Autofictions    23 novembre 2007 - 12 janvier 2008

Philippe RametteArnulf Rainer

 

 

 

 

 

 

 

 

 

Qu’est ce que c’est, l’autofiction ? Le terme, en littérature, s’est galvaudé, et a fini par s’appliquer à toutes sortes de confessions, de récits autobiographiques – alors qu’il désignait, initialement, selon Serge Doubrovski, des textes dont le matériau relève de l’expérience vécue par l’auteur, plus ou moins transposée, mais dont la forme et la fonction sont spécifiquement romanesques (en gros : de Proust à Marguerite Duras et à Claude Simon, de Céline à Thomas Bernhard).
L’hypothèse de départ de cette exposition, c’est qu’il existe une veine équivalente dans les arts plastiques. AUTOFICTIONS, en ce sens, peut désigner, à la différence des simples autoportraits, ou des photos se contentant de fixer la trace d’une performance, toutes ces œuvres où l’artiste s’est servi de sa propre image comme matériau – mais en la déformant, en la travestissant, en la métamorphosant, en la picturalisant, ou en la projetant dans un univers fictionnel (narratif, poétique, ou purement imaginaire).

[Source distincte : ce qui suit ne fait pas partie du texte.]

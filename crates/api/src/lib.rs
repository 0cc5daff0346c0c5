//! Leadflow back-office HTTP service.

pub mod app;
pub mod config;
pub mod error;
pub mod extractors;
pub mod middleware;
pub mod routes;
pub mod services;
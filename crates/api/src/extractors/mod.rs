//! Custom Axum extractors.

pub mod user_auth;

pub use user_auth::{AdminUser, CurrentUser};
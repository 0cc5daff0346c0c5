//! Return (devolución) routes.

use axum::{
    extract::{Path, Query, State},
    http::{header, HeaderValue, StatusCode},
    response::IntoResponse,
    Json,
};
use validator::Validate;

use domain::models::lead_return::{
    AttachmentKind, ListReturnsQuery, RequestReturnBody, ResolveReturnBody, SubmitEvidenceBody,
};
use domain::models::LeadReturn;

use crate::app::AppState;
use crate::error::ApiError;
use crate::extractors::CurrentUser;
use crate::services::LeadReturnService;

fn service(state: &AppState) -> LeadReturnService {
    LeadReturnService::new(
        state.pool.clone(),
        state.blobs.clone(),
        state.config.storage.max_attachment_bytes,
    )
}

fn content_type(kind: AttachmentKind, file_name: &str) -> &'static str {
    let extension = file_name
        .rsplit_once('.')
        .map(|(_, ext)| ext.to_ascii_lowercase())
        .unwrap_or_default();
    match (kind, extension.as_str()) {
        (AttachmentKind::Audio, "mp3") => "audio/mpeg",
        (AttachmentKind::Audio, "ogg" | "oga" | "opus") => "audio/ogg",
        (AttachmentKind::Audio, "wav") => "audio/wav",
        (AttachmentKind::Audio, "m4a") => "audio/mp4",
        (AttachmentKind::Image, "jpg" | "jpeg") => "image/jpeg",
        (AttachmentKind::Image, "png") => "image/png",
        (AttachmentKind::Image, "webp") => "image/webp",
        _ => "application/octet-stream",
    }
}

/// Flag a lead for return.
///
/// POST /api/v1/leads/:lead_id/returns
pub async fn request_return(
    State(state): State<AppState>,
    CurrentUser(actor): CurrentUser,
    Path(lead_id): Path<i64>,
    body: Option<Json<RequestReturnBody>>,
) -> Result<(StatusCode, Json<LeadReturn>), ApiError> {
    let body = body.map(|Json(b)| b).unwrap_or_default();
    body.validate()?;
    let ret = service(&state).request(&actor, lead_id, &body).await?;
    Ok((StatusCode::CREATED, Json(ret)))
}

/// GET /api/v1/returns?open_only=true
pub async fn list_returns(
    State(state): State<AppState>,
    CurrentUser(actor): CurrentUser,
    Query(query): Query<ListReturnsQuery>,
) -> Result<Json<Vec<LeadReturn>>, ApiError> {
    Ok(Json(service(&state).list(&actor, &query).await?))
}

/// GET /api/v1/returns/:return_id
pub async fn get_return(
    State(state): State<AppState>,
    CurrentUser(actor): CurrentUser,
    Path(return_id): Path<i64>,
) -> Result<Json<LeadReturn>, ApiError> {
    Ok(Json(service(&state).get(&actor, return_id).await?))
}

/// Upload evidence for a pending return.
///
/// POST /api/v1/returns/:return_id/evidence
///
/// Files are base64-encoded in the JSON body.
pub async fn submit_evidence(
    State(state): State<AppState>,
    CurrentUser(actor): CurrentUser,
    Path(return_id): Path<i64>,
    Json(body): Json<SubmitEvidenceBody>,
) -> Result<Json<LeadReturn>, ApiError> {
    body.validate()?;
    Ok(Json(
        service(&state)
            .submit_evidence(&actor, return_id, &body)
            .await?,
    ))
}

/// Download one evidence file.
///
/// GET /api/v1/returns/:return_id/attachments/:attachment_id
pub async fn download_attachment(
    State(state): State<AppState>,
    CurrentUser(actor): CurrentUser,
    Path((return_id, attachment_id)): Path<(i64, i64)>,
) -> Result<impl IntoResponse, ApiError> {
    let (attachment, bytes) = service(&state)
        .download(&actor, return_id, attachment_id)
        .await?;

    let content_type = content_type(attachment.kind, &attachment.file_name);
    let disposition = HeaderValue::from_str(&format!(
        "attachment; filename=\"{}\"",
        attachment.file_name
    ))
    .unwrap_or_else(|_| HeaderValue::from_static("attachment"));

    Ok((
        [
            (header::CONTENT_TYPE, HeaderValue::from_static(content_type)),
            (header::CONTENT_DISPOSITION, disposition),
        ],
        bytes,
    ))
}

/// Accept or reject a return under review (admin).
///
/// POST /api/v1/returns/:return_id/resolve
pub async fn resolve_return(
    State(state): State<AppState>,
    CurrentUser(actor): CurrentUser,
    Path(return_id): Path<i64>,
    Json(body): Json<ResolveReturnBody>,
) -> Result<Json<LeadReturn>, ApiError> {
    body.validate()?;
    Ok(Json(
        service(&state).resolve(&actor, return_id, &body).await?,
    ))
}

/// Cancel an open return and restore its lead.
///
/// POST /api/v1/returns/:return_id/cancel
pub async fn cancel_return(
    State(state): State<AppState>,
    CurrentUser(actor): CurrentUser,
    Path(return_id): Path<i64>,
) -> Result<Json<LeadReturn>, ApiError> {
    Ok(Json(service(&state).cancel(&actor, return_id).await?))
}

Une telle veine, selon des modalités diverses, traverse toute l’histoire de la modernité, jusqu’à aujourd’hui : il y aura donc, dans l’exposition, la plus grande variété de styles, de techniques, mais aussi la plus grande diversité de générations. L’art contemporain, probablement, se situe pour l’essentiel dans la tension entre deux pôles contradictoires : le premier, hérité du mouvement Dada, de l’attitude situationniste, est celui qui postule que l’art, outrepassant toute forme de représentation, doit désormais passer directement dans la vie ; le second, à l’inverse, enregistre le fait que nous vivons désormais dans un monde saturé d’images, que notre musée imaginaire dispose aujourd’hui de toutes les cultures, des plus proches aux plus lointaines, des plus savantes aux plus populaires, et soutient que la création ne peut être innocente face à une telle situation, qu’elle se doit de traiter explicitement. Il est permis de penser que les œuvres les plus importantes de notre temps sont celles qui avivent cette tension, au lieu de l’atténuer ou de la neutraliser ;qui suscitent, entre ces deux pôles opposés, le maximum d’électricité. En ce sens, l’AUTOFICTION apparaît comme un territoire artistique privilégié : puisqu’il s’agit, tout à la fois, de « faire de son corps, une œuvre d’art », selon un principe d’immanence, d’immédiateté ; et de propulser cette immanence, paradoxalement, dans un régime d’allusions culturelles, de détournement des codes et de jeu avec leurs connotations.